§ **WHAT IS BEING ASKED**: Every line from the first one in the listing down to the line with "fn tags_from_json(value: serde_json::Value)" should be restated word for word.

┌────────

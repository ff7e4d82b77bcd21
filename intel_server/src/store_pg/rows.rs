//! Diesel row structs for the intelligence memory tables, with conversions
//! to and from the engine's domain records.

use chrono::{DateTime, Utc};
use diesel::prelude::*;

use intel_engine::error::{IntelError, Result};
use intel_engine::models::commit::CommitRecord;
use intel_engine::models::deployment::DeploymentRecord;
use intel_engine::models::incident::IncidentRecord;
use intel_engine::models::pattern::PatternRecord;
use intel_engine::models::telemetry::SystemState;
use intel_engine::models::{Action, Impact, Severity};

use crate::schema::{intel_commits, intel_deployments, intel_incidents, intel_patterns};

fn tags_to_json(tags: &[String]) -> serde_json::Value {
    serde_json::json!(tags)
}

fn tags_from_json(value: serde_json::Value) -> Vec<String> {
    serde_json::from_value(value).unwrap_or_default()
}

// ── Commits ──

#[derive(Debug, Clone, Queryable, Selectable)]
#[diesel(table_name = intel_commits)]
pub struct CommitRow {
    pub id: i64,
    pub sha: String,
    pub repository: String,
    pub author: Option<String>,
    pub author_email: Option<String>,
    pub files_changed: i32,
    pub lines_added: i32,
    pub lines_deleted: i32,
    pub risk_score: f64,
    pub complexity_score: f64,
    pub blast_radius: i32,
    pub test_ratio: f64,
    pub commit_type: String,
    pub risky_patterns: serde_json::Value,
    pub files: serde_json::Value,
    pub prediction_details: Option<serde_json::Value>,
    pub committed_at: DateTime<Utc>,
    pub analyzed_at: DateTime<Utc>,
}

impl CommitRow {
    pub fn into_record(self) -> CommitRecord {
        CommitRecord {
            sha: self.sha,
            repository: self.repository,
            author: self.author,
            author_email: self.author_email,
            files_changed: self.files_changed,
            lines_added: self.lines_added,
            lines_deleted: self.lines_deleted,
            risk_score: self.risk_score,
            complexity_score: self.complexity_score,
            blast_radius: self.blast_radius,
            test_ratio: self.test_ratio,
            commit_type: self.commit_type,
            risky_patterns: tags_from_json(self.risky_patterns),
            files: tags_from_json(self.files),
            prediction_details: self.prediction_details,
            committed_at: self.committed_at,
            analyzed_at: self.analyzed_at,
        }
    }
}

#[derive(Debug, Insertable, AsChangeset)]
#[diesel(table_name = intel_commits)]
pub struct NewCommitRow {
    pub sha: String,
    pub repository: String,
    pub author: Option<String>,
    pub author_email: Option<String>,
    pub files_changed: i32,
    pub lines_added: i32,
    pub lines_deleted: i32,
    pub risk_score: f64,
    pub complexity_score: f64,
    pub blast_radius: i32,
    pub test_ratio: f64,
    pub commit_type: String,
    pub risky_patterns: serde_json::Value,
    pub files: serde_json::Value,
    pub prediction_details: Option<serde_json::Value>,
    pub committed_at: DateTime<Utc>,
    pub analyzed_at: DateTime<Utc>,
}

impl From<&CommitRecord> for NewCommitRow {
    fn from(record: &CommitRecord) -> Self {
        Self {
            sha: record.sha.clone(),
            repository: record.repository.clone(),
            author: record.author.clone(),
            author_email: record.author_email.clone(),
            files_changed: record.files_changed,
            lines_added: record.lines_added,
            lines_deleted: record.lines_deleted,
            risk_score: record.risk_score,
            complexity_score: record.complexity_score,
            blast_radius: record.blast_radius,
            test_ratio: record.test_ratio,
            commit_type: record.commit_type.clone(),
            risky_patterns: tags_to_json(&record.risky_patterns),
            files: tags_to_json(&record.files),
            prediction_details: record.prediction_details.clone(),
            committed_at: record.committed_at,
            analyzed_at: record.analyzed_at,
        }
    }
}

// ── Deployments ──

#[derive(Debug, Clone, Queryable, Selectable)]
#[diesel(table_name = intel_deployments)]
pub struct DeploymentRow {
    pub id: i64,
    pub deployment_id: String,
    pub commit_sha: String,
    pub repository: String,
    pub deployed_at: DateTime<Utc>,
    pub predicted_risk: f64,
    pub predicted_impact: String,
    pub recommended_action: String,
    pub system_state: serde_json::Value,
    pub resulted_in_incident: bool,
    pub incident_id: Option<String>,
}

impl DeploymentRow {
    pub fn into_record(self) -> Result<DeploymentRecord> {
        let predicted_impact = Impact::parse(&self.predicted_impact).ok_or_else(|| {
            IntelError::InvalidRecord(format!("unknown impact: {}", self.predicted_impact))
        })?;
        let recommended_action = Action::parse(&self.recommended_action).ok_or_else(|| {
            IntelError::InvalidRecord(format!("unknown action: {}", self.recommended_action))
        })?;
        let system_state: SystemState =
            serde_json::from_value(self.system_state).map_err(|e| {
                IntelError::InvalidRecord(format!("bad system_state snapshot: {e}"))
            })?;

        Ok(DeploymentRecord {
            deployment_id: self.deployment_id,
            commit_sha: self.commit_sha,
            repository: self.repository,
            deployed_at: self.deployed_at,
            predicted_risk: self.predicted_risk,
            predicted_impact,
            recommended_action,
            system_state,
            resulted_in_incident: self.resulted_in_incident,
            incident_id: self.incident_id,
        })
    }
}

#[derive(Debug, Insertable)]
#[diesel(table_name = intel_deployments)]
pub struct NewDeploymentRow {
    pub deployment_id: String,
    pub commit_sha: String,
    pub repository: String,
    pub deployed_at: DateTime<Utc>,
    pub predicted_risk: f64,
    pub predicted_impact: String,
    pub recommended_action: String,
    pub system_state: serde_json::Value,
    pub resulted_in_incident: bool,
    pub incident_id: Option<String>,
}

impl From<&DeploymentRecord> for NewDeploymentRow {
    fn from(record: &DeploymentRecord) -> Self {
        Self {
            deployment_id: record.deployment_id.clone(),
            commit_sha: record.commit_sha.clone(),
            repository: record.repository.clone(),
            deployed_at: record.deployed_at,
            predicted_risk: record.predicted_risk,
            predicted_impact: record.predicted_impact.as_str().to_string(),
            recommended_action: record.recommended_action.as_str().to_string(),
            system_state: serde_json::to_value(&record.system_state)
                .unwrap_or(serde_json::Value::Null),
            resulted_in_incident: record.resulted_in_incident,
            incident_id: record.incident_id.clone(),
        }
    }
}

// ── Incidents ──

#[derive(Debug, Clone, Queryable, Selectable)]
#[diesel(table_name = intel_incidents)]
pub struct IncidentRow {
    pub id: i64,
    pub incident_id: String,
    pub severity: String,
    pub description: String,
    pub root_cause_commit: Option<String>,
    pub occurred_at: DateTime<Utc>,
    pub time_to_detect_minutes: Option<i32>,
    pub patterns: serde_json::Value,
}

impl IncidentRow {
    pub fn into_record(self) -> Result<IncidentRecord> {
        let severity = Severity::parse(&self.severity).ok_or_else(|| {
            IntelError::InvalidRecord(format!("unknown severity: {}", self.severity))
        })?;
        Ok(IncidentRecord {
            incident_id: self.incident_id,
            severity,
            description: self.description,
            root_cause_commit: self.root_cause_commit,
            occurred_at: self.occurred_at,
            time_to_detect_minutes: self.time_to_detect_minutes,
            patterns: tags_from_json(self.patterns),
        })
    }
}

#[derive(Debug, Insertable)]
#[diesel(table_name = intel_incidents)]
pub struct NewIncidentRow {
    pub incident_id: String,
    pub severity: String,
    pub description: String,
    pub root_cause_commit: Option<String>,
    pub occurred_at: DateTime<Utc>,
    pub time_to_detect_minutes: Option<i32>,
    pub patterns: serde_json::Value,
}

impl From<&IncidentRecord> for NewIncidentRow {
    fn from(record: &IncidentRecord) -> Self {
        Self {
            incident_id: record.incident_id.clone(),
            severity: record.severity.as_str().to_string(),
            description: record.description.clone(),
            root_cause_commit: record.root_cause_commit.clone(),
            occurred_at: record.occurred_at,
            time_to_detect_minutes: record.time_to_detect_minutes,
            patterns: tags_to_json(&record.patterns),
        }
    }
}

// ── Patterns ──

#[derive(Debug, Clone, Queryable, Selectable)]
#[diesel(table_name = intel_patterns)]
pub struct PatternRow {
    pub id: i64,
    pub pattern_type: String,
    pub description: String,
    pub occurrence_count: i32,
    pub incident_count: i32,
    pub confidence: f64,
    pub typical_impact: String,
    pub first_seen: DateTime<Utc>,
    pub last_seen: DateTime<Utc>,
}

impl PatternRow {
    pub fn into_record(self) -> Result<PatternRecord> {
        let typical_impact = Severity::parse(&self.typical_impact).ok_or_else(|| {
            IntelError::InvalidRecord(format!("unknown severity: {}", self.typical_impact))
        })?;
        Ok(PatternRecord {
            pattern_type: self.pattern_type,
            description: self.description,
            occurrence_count: self.occurrence_count,
            incident_count: self.incident_count,
            confidence: self.confidence,
            typical_impact,
            first_seen: self.first_seen,
            last_seen: self.last_seen,
        })
    }
}

#[derive(Debug, Insertable, AsChangeset)]
#[diesel(table_name = intel_patterns)]
pub struct NewPatternRow {
    pub pattern_type: String,
    pub description: String,
    pub occurrence_count: i32,
    pub incident_count: i32,
    pub confidence: f64,
    pub typical_impact: String,
    pub first_seen: DateTime<Utc>,
    pub last_seen: DateTime<Utc>,
}

impl From<&PatternRecord> for NewPatternRow {
    fn from(record: &PatternRecord) -> Self {
        Self {
            pattern_type: record.pattern_type.clone(),
            description: record.description.clone(),
            occurrence_count: record.occurrence_count,
            incident_count: record.incident_count,
            confidence: record.confidence,
            typical_impact: record.typical_impact.as_str().to_string(),
            first_seen: record.first_seen,
            last_seen: record.last_seen,
        }
    }
}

└────────

§ **FINAL ANSWER**:
repository ff7e4d82b77bcd21
filename intel_server/src/store_pg/rows.rs
//! Diesel row structs for the intelligence memory tables, with conversions
//! to and from the engine's domain records.

use chrono::{DateTime, Utc};
use diesel::prelude::*;

use intel_engine::error::{IntelError, Result};
use intel_engine::models::commit::CommitRecord;
use intel_engine::models::deployment::DeploymentRecord;
use intel_engine::models::incident::IncidentRecord;
use intel_engine::models::pattern::PatternRecord;
use intel_engine::models::telemetry::SystemState;
use intel_engine::models::{Action, Impact, Severity};

use crate::schema::{intel_commits, intel_deployments, intel_incidents, intel_patterns};

fn tags_to_json(tags: &[String]) -> serde_json::Value {
    serde_json::json!(tags)
}

fn tags_from_json(value: serde_json::Value) -> Vec<String> {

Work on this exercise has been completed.